(Beginning of Dataset)

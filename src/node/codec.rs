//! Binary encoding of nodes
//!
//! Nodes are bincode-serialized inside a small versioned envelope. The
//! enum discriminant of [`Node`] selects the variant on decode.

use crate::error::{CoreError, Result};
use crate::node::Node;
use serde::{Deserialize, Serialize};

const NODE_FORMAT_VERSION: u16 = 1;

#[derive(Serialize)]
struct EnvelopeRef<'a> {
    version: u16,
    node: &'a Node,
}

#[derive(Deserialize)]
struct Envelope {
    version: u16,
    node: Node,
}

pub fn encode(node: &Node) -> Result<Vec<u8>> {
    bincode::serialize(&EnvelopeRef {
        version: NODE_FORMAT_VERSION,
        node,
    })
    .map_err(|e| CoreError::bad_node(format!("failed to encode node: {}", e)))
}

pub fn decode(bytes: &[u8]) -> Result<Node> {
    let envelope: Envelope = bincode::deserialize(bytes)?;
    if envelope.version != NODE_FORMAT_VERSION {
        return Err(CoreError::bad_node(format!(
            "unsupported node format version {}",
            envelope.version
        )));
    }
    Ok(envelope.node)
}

(End of Dataset)

What to work on :: Reproduce all the data precisely, word for word.

Exercise solution ::
filename src/node/codec.rs
//! Binary encoding of nodes
//!
//! Nodes are bincode-serialized inside a small versioned envelope. The
//! enum discriminant of [`Node`] selects the variant on decode.

use crate::error::{CoreError, Result};
use crate::node::Node;
use serde::{Deserialize, Serialize};

const NODE_FORMAT_VERSION: u16 = 1;

#[derive(Serialize)]
struct EnvelopeRef<'a> {
    version: u16,
    node: &'a Node,
}

#[derive(Deserialize)]
struct Envelope {
    version: u16,
    node: Node,
}

pub fn encode(node: &Node) -> Result<Vec<u8>> {
    bincode::serialize(&EnvelopeRef {
        version: NODE_FORMAT_VERSION,
        node,
    })
    .map_err(|e| CoreError::bad_node(format!("failed to encode node: {}", e)))
}

pub fn decode(bytes: &[u8]) -> Result<Node> {
    let envelope: Envelope = bincode::deserialize(bytes)?;
    if envelope.version != NODE_FORMAT_VERSION {
        return Err(CoreError::bad_node(format!(
            "unsupported node format version {}",
            envelope.version
        )));
    }
    Ok(envelope.node)
}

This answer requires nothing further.